Collected data entries:
::::
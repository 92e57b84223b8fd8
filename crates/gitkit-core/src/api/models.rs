//! Request types for the backend endpoints. Response payloads are passed
//! through as JSON; the front end interprets them.

use std::fmt;
use std::str::FromStr;

use serde::{Deserialize, Serialize};
use serde_json::Value;

/// A GitHub repository addressed as `owner/name`.
#[derive(Debug, Clone, PartialEq, Eq, Hash)]
pub struct RepoRef {
    pub owner: String,
    pub name: String,
}

impl RepoRef {
    pub fn new(owner: impl Into<String>, name: impl Into<String>) -> Self {
        Self {
            owner: owner.into(),
            name: name.into(),
        }
    }

    /// GitHub owner and repository names only use these characters, so they
    /// can be placed in a URL path as-is.
    fn is_valid_segment(s: &str) -> bool {
        !s.is_empty()
            && s != "."
            && s != ".."
            && s.chars().all(|c| c.is_ascii_alphanumeric() || matches!(c, '-' | '_' | '.'))
    }
}

impl FromStr for RepoRef {
    type Err = String;

    fn from_str(s: &str) -> Result<Self, Self::Err> {
        let (owner, name) = s
            .trim()
            .split_once('/')
            .ok_or_else(|| format!("expected owner/name, got '{}'", s))?;
        let name = name.trim_end_matches(".git");
        if !Self::is_valid_segment(owner) || !Self::is_valid_segment(name) {
            return Err(format!("invalid repository reference '{}'", s));
        }
        Ok(Self::new(owner, name))
    }
}

impl fmt::Display for RepoRef {
    fn fmt(&self, f: &mut fmt::Formatter<'_>) -> fmt::Result {
        write!(f, "{}/{}", self.owner, self.name)
    }
}

/// Query options for the health score endpoint
#[derive(Debug, Clone, Copy, Default, PartialEq, Eq, Serialize)]
pub struct HealthQuery {
    pub analyze_code: bool,
    pub detailed: bool,
}

#[derive(Debug, Clone, Serialize)]
#[serde(rename_all = "camelCase")]
pub struct GenerateDocsRequest {
    pub repo_data: Value,
    pub doc_type: String,
    pub file_analysis: Option<Value>,
}

#[derive(Debug, Deserialize)]
pub(crate) struct GeneratedDocs {
    pub documentation: String,
}
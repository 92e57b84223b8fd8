//! gitkit core library.
//!
//! Session coordination for the gitkit repository-analysis backend:
//! - `auth`: credential storage, the session manager, and the identity provider
//! - `api`: the request dispatcher (`ApiClient`) and backend endpoints
//! - `config`: application configuration
//! - `notify`: user-visible notices

pub mod api;
pub mod auth;
pub mod config;
pub mod notify;

#[cfg(test)]
pub(crate) mod testing;

pub use api::{ApiClient, ApiError, InvalidCredential, RepoRef};
pub use auth::{
    AuthError, CredentialKey, CredentialSource, CredentialStore, Credentials, FileStore,
    FirebaseGithubProvider, IdentityProvider, KeyringStore, MemoryStore, Navigator, Principal,
    Session, SessionManager, SessionStatus,
};
pub use config::{Config, CredentialBackend};
pub use notify::{LogNotifier, Notice, NoticeLevel, Notifier};
use thiserror::Error;

#[derive(Error, Debug, Clone, PartialEq, Eq)]
pub enum AuthError {
    #[error("Sign-in was cancelled")]
    HandshakeCancelled,

    #[error("Identity provider rejected the client configuration: {0}")]
    HandshakeMisconfigured(String),

    #[error("No GitHub token received")]
    MissingScope,

    #[error("Identity provider error: {0}")]
    Provider(String),

    #[error("A sign-in is already in progress")]
    SignInInProgress,

    #[error("Result discarded because the session changed")]
    Superseded,

    #[error("Not signed in")]
    NotSignedIn,

    #[error("Failed to refresh identity token: {0}")]
    RefreshFailed(String),
}

impl AuthError {
    /// Message shown to the user for this failure.
    pub fn user_message(&self) -> String {
        match self {
            AuthError::HandshakeCancelled => "Login cancelled. Please try again.".to_string(),
            AuthError::HandshakeMisconfigured(_) => {
                "OAuth configuration error. Please check GitHub app settings.".to_string()
            }
            AuthError::MissingScope => {
                "No GitHub token received. Please grant repository access and try again.".to_string()
            }
            AuthError::Provider(msg) if !msg.is_empty() => msg.clone(),
            AuthError::Provider(_) => "Failed to sign in with GitHub".to_string(),
            AuthError::SignInInProgress => "Sign-in already in progress.".to_string(),
            AuthError::Superseded => "Sign-in discarded because you signed out.".to_string(),
            AuthError::NotSignedIn => "Please sign in to continue.".to_string(),
            AuthError::RefreshFailed(_) => "Session expired. Please sign in again.".to_string(),
        }
    }
}
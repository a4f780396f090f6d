//! A single loaded defaults document with environment-aware lookup.

use crate::document;
use crate::env;
use crate::error::DefaultsError;
use crate::locate::locate;
use serde_yaml::{Mapping, Value};
use std::collections::BTreeSet;
use std::path::{Path, PathBuf};

/// The result of a lookup: either a terminal value or a sub-mapping that
/// itself supports further path-based lookups.
#[derive(Debug, Clone, PartialEq)]
pub enum Content {
    /// A final scalar/sequence value (environment override already applied).
    Leaf(Value),
    /// A container to keep querying, carrying the environment-variable
    /// prefix of the path that produced it.
    Tree(Intermediate),
}

impl Content {
    /// The leaf value as a string slice, if that is what this is.
    pub fn as_str(&self) -> Option<&str> {
        match self {
            Content::Leaf(value) => value.as_str(),
            Content::Tree(_) => None,
        }
    }

    /// The leaf value, if this is a leaf.
    pub fn as_leaf(&self) -> Option<&Value> {
        match self {
            Content::Leaf(value) => Some(value),
            Content::Tree(_) => None,
        }
    }

    /// The sub-mapping, if this is one.
    pub fn as_tree(&self) -> Option<&Intermediate> {
        match self {
            Content::Tree(tree) => Some(tree),
            Content::Leaf(_) => None,
        }
    }

    pub fn is_tree(&self) -> bool {
        matches!(self, Content::Tree(_))
    }
}

/// A sub-mapping extracted from an earlier lookup.
///
/// Keeping the derived environment-variable prefix alongside the mapping
/// lets later lookups against this cached copy honor overrides for the
/// full original path.
#[derive(Debug, Clone, PartialEq)]
pub struct Intermediate {
    env_prefix: String,
    mapping: Mapping,
}

impl Intermediate {
    pub(crate) fn new(env_prefix: String, mapping: Mapping) -> Self {
        Self { env_prefix, mapping }
    }

    /// Environment-variable prefix of the path this mapping came from.
    pub fn env_prefix(&self) -> &str {
        &self.env_prefix
    }

    pub fn mapping(&self) -> &Mapping {
        &self.mapping
    }

    pub fn keys(&self) -> impl Iterator<Item = &Value> {
        self.mapping.keys()
    }
}

/// One loaded defaults document (system or user) plus its origin path.
///
/// Loading is eager: construction fails if the file cannot be read or is
/// not a well-formed defaults document. The document is immutable once
/// loaded; only the live environment lookup varies between queries.
#[derive(Debug, Clone)]
pub struct DefaultsSource {
    origin: PathBuf,
    document: Mapping,
}

impl DefaultsSource {
    /// Load a defaults document (top-level key `defaults`).
    pub fn open(path: impl Into<PathBuf>) -> Result<Self, DefaultsError> {
        Self::open_with_key(path, document::DEFAULTS_KEY)
    }

    /// Load a document with an explicit top-level key (`config` for
    /// component config documents).
    pub fn open_with_key(
        path: impl Into<PathBuf>,
        top_level_key: &str,
    ) -> Result<Self, DefaultsError> {
        let origin = path.into();
        let document = document::load(&origin, top_level_key)?;
        Ok(Self { origin, document })
    }

    /// The file this document was loaded from, for diagnostics.
    pub fn origin(&self) -> &Path {
        &self.origin
    }

    /// The whole working document.
    pub fn document(&self) -> &Mapping {
        &self.document
    }

    /// Resolve `path` against the document. A leaf result is substituted
    /// by the environment variable derived from the path, when set; a
    /// mapping result is returned as an [`Intermediate`] for further
    /// lookups. The empty path yields the whole document.
    pub fn content(&self, path: &[&str]) -> Result<Content, DefaultsError> {
        content_at(&self.document, path, "")
    }

    /// Resolve `path` locally against a previously extracted sub-mapping,
    /// with the same error semantics and with environment overrides still
    /// keyed to the full original path.
    pub fn content_in(
        &self,
        tree: &Intermediate,
        path: &[&str],
    ) -> Result<Content, DefaultsError> {
        content_at(&tree.mapping, path, &tree.env_prefix)
    }

    /// Derived environment-variable names of every leaf path in this
    /// document.
    pub fn environment_variables(&self) -> BTreeSet<String> {
        let mut names = BTreeSet::new();
        collect_leaf_variables(&self.document, &mut Vec::new(), &mut names);
        names
    }
}

pub(crate) fn content_at(
    mapping: &Mapping,
    path: &[&str],
    env_prefix: &str,
) -> Result<Content, DefaultsError> {
    let variable = prefixed_variable(env_prefix, path);

    let Some(value) = locate(mapping, path)? else {
        // Empty path: the container itself, unchanged.
        return Ok(Content::Tree(Intermediate::new(variable, mapping.clone())));
    };

    match value {
        Value::Mapping(inner) => Ok(Content::Tree(Intermediate::new(variable, inner.clone()))),
        leaf => match env::lookup(&variable) {
            Some(raw) => Ok(Content::Leaf(Value::String(raw))),
            None => Ok(Content::Leaf(leaf.clone())),
        },
    }
}

fn prefixed_variable(prefix: &str, path: &[&str]) -> String {
    let derived = env::variable_name(path);
    let joined = if prefix.is_empty() {
        derived
    } else {
        format!("{prefix}_{derived}")
    };
    joined.trim_matches('_').to_string()
}

fn collect_leaf_variables(mapping: &Mapping, at: &mut Vec<String>, names: &mut BTreeSet<String>) {
    for (key, value) in mapping {
        let Some(key) = key.as_str() else { continue };
        at.push(key.to_string());
        match value {
            Value::Mapping(inner) => collect_leaf_variables(inner, at, names),
            _ => {
                names.insert(env::variable_name(at));
            }
        }
        at.pop();
    }
}
//! Error kinds for defaults loading and resolution.

use std::path::PathBuf;
use thiserror::Error;

/// Errors raised while loading defaults documents or resolving paths.
#[derive(Debug, Error)]
pub enum DefaultsError {
    /// A declared defaults file does not exist. Fatal for a system source;
    /// tolerated (the pair degrades to system-only) for a user source.
    #[error("defaults file does not exist: {}", path.display())]
    SourceNotFound { path: PathBuf },

    /// The parsed document is not a mapping, or lacks the required
    /// top-level key.
    #[error("defaults file format invalid: {}: {reason}", origin.display())]
    FormatInvalid { origin: PathBuf, reason: String },

    /// The document could not be parsed as YAML at all.
    #[error("failed to parse {}: {source}", origin.display())]
    Parse {
        origin: PathBuf,
        source: serde_yaml::Error,
    },

    /// A path (or a prefix of it) is absent from a mapping. Carries the
    /// cumulative traversed path, segments joined by `/`.
    #[error("'{path}' missing")]
    ContentMissing { path: String },

    /// A user override names a key the system defaults do not declare.
    #[error("override adds unknown key: '{path}'")]
    UnknownOverrideKey { path: String },

    /// A user override changes a value's structural kind (mapping vs.
    /// non-mapping), or overrides a sub-tree where the system value is
    /// a leaf.
    #[error("override type mismatch at '{path}'")]
    OverrideTypeMismatch { path: String },

    /// No component contributed a defaults schema. Distinct from a path
    /// that is merely unset in an existing schema.
    #[error("no defaults registered for '{family}'")]
    NoDefaultsRegistered { family: String },

    /// Any I/O failure other than file-not-found, passed through unchanged.
    #[error(transparent)]
    Io(#[from] std::io::Error),
}

impl DefaultsError {
    /// True for the recoverable "try the next layer" kind.
    pub fn is_content_missing(&self) -> bool {
        matches!(self, DefaultsError::ContentMissing { .. })
    }
}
::::
» Problem requirements
Out of the entries, pull every line that mentions "ContentMissing".

» Written solution
    ContentMissing { path: String },
        matches!(self, DefaultsError::ContentMissing { .. })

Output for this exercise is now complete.